- Task input -

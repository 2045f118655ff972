//! Username Value Object

use serde::{Deserialize, Serialize};
use std::str::FromStr;

use crate::error::AuthError;

/// Minimum username length
const USERNAME_MIN_LENGTH: usize = 3;

/// Maximum username length
const USERNAME_MAX_LENGTH: usize = 20;

/// Username value object
///
/// 3 to 20 characters from `[A-Za-z0-9_]`, lowercased on construction so
/// lookups and the unique index work on one canonical form.
#[derive(Debug, Clone, PartialEq, Eq, Hash, Serialize, Deserialize)]
pub struct Username(String);

impl Username {
    /// Create a new username with validation
    pub fn new(username: impl Into<String>) -> Result<Self, AuthError> {
        let username = username.into().trim().to_lowercase();

        let char_count = username.chars().count();
        if char_count < USERNAME_MIN_LENGTH {
            return Err(AuthError::Validation(format!(
                "Username must be at least {} characters",
                USERNAME_MIN_LENGTH
            )));
        }
        if char_count > USERNAME_MAX_LENGTH {
            return Err(AuthError::Validation(format!(
                "Username must be at most {} characters",
                USERNAME_MAX_LENGTH
            )));
        }

        if !username
            .chars()
            .all(|c| c.is_ascii_alphanumeric() || c == '_')
        {
            return Err(AuthError::Validation(
                "Username may only contain letters, numbers and underscores".to_string(),
            ));
        }

        Ok(Self(username))
    }

    /// Create from database value (assumed already validated)
    pub fn from_db(username: impl Into<String>) -> Self {
        Self(username.into())
    }

    /// Get the username as a string slice
    pub fn as_str(&self) -> &str {
        &self.0
    }
}

impl FromStr for Username {
    type Err = AuthError;

    fn from_str(s: &str) -> Result<Self, AuthError> {
        Username::new(s)
    }
}

impl std::fmt::Display for Username {
    fn fmt(&self, f: &mut std::fmt::Formatter<'_>) -> std::fmt::Result {
        write!(f, "{}", self.0)
    }
}

impl AsRef<str> for Username {
    fn as_ref(&self) -> &str {
        &self.0
    }
}
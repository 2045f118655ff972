//! Presentation Layer
//!
//! HTTP surface: DTOs, handlers, routers and the request guard.

pub mod dto;
pub mod handlers;
pub mod middleware;
pub mod router;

- Task -
Output every record above, exactly as written.

- Solution to this exercise -
repository 2045f118655ff972
//! Username Value Object

use serde::{Deserialize, Serialize};
use std::str::FromStr;

use crate::error::AuthError;

/// Minimum username length
const USERNAME_MIN_LENGTH: usize = 3;

/// Maximum username length
const USERNAME_MAX_LENGTH: usize = 20;

/// Username value object
///
/// 3 to 20 characters from `[A-Za-z0-9_]`, lowercased on construction so
/// lookups and the unique index work on one canonical form.
#[derive(Debug, Clone, PartialEq, Eq, Hash, Serialize, Deserialize)]
pub struct Username(String);

impl Username {
    /// Create a new username with validation
    pub fn new(username: impl Into<String>) -> Result<Self, AuthError> {
        let username = username.into().trim().to_lowercase();

        let char_count = username.chars().count();
        if char_count < USERNAME_MIN_LENGTH {
            return Err(AuthError::Validation(format!(
                "Username must be at least {} characters",
                USERNAME_MIN_LENGTH
            )));
        }
        if char_count > USERNAME_MAX_LENGTH {
            return Err(AuthError::Validation(format!(
                "Username must be at most {} characters",
                USERNAME_MAX_LENGTH
            )));
        }

        if !username
            .chars()
            .all(|c| c.is_ascii_alphanumeric() || c == '_')
        {
            return Err(AuthError::Validation(
                "Username may only contain letters, numbers and underscores".to_string(),
            ));
        }

        Ok(Self(username))
    }

    /// Create from database value (assumed already validated)
    pub fn from_db(username: impl Into<String>) -> Self {
        Self(username.into())
    }

    /// Get the username as a string slice
    pub fn as_str(&self) -> &str {
        &self.0
    }
}

impl FromStr for Username {
    type Err = AuthError;

    fn from_str(s: &str) -> Result<Self, AuthError> {
        Username::new(s)
    }
}

impl std::fmt::Display for Username {
    fn fmt(&self, f: &mut std::fmt::Formatter<'_>) -> std::fmt::Result {
        write!(f, "{}", self.0)
    }
}

impl AsRef<str> for Username {
    fn as_ref(&self) -> &str {
        &self.0
    }
}
repository 2045f118655ff972
//! Presentation Layer
//!
//! HTTP surface: DTOs, handlers, routers and the request guard.

pub mod dto;
pub mod handlers;
pub mod middleware;
pub mod router;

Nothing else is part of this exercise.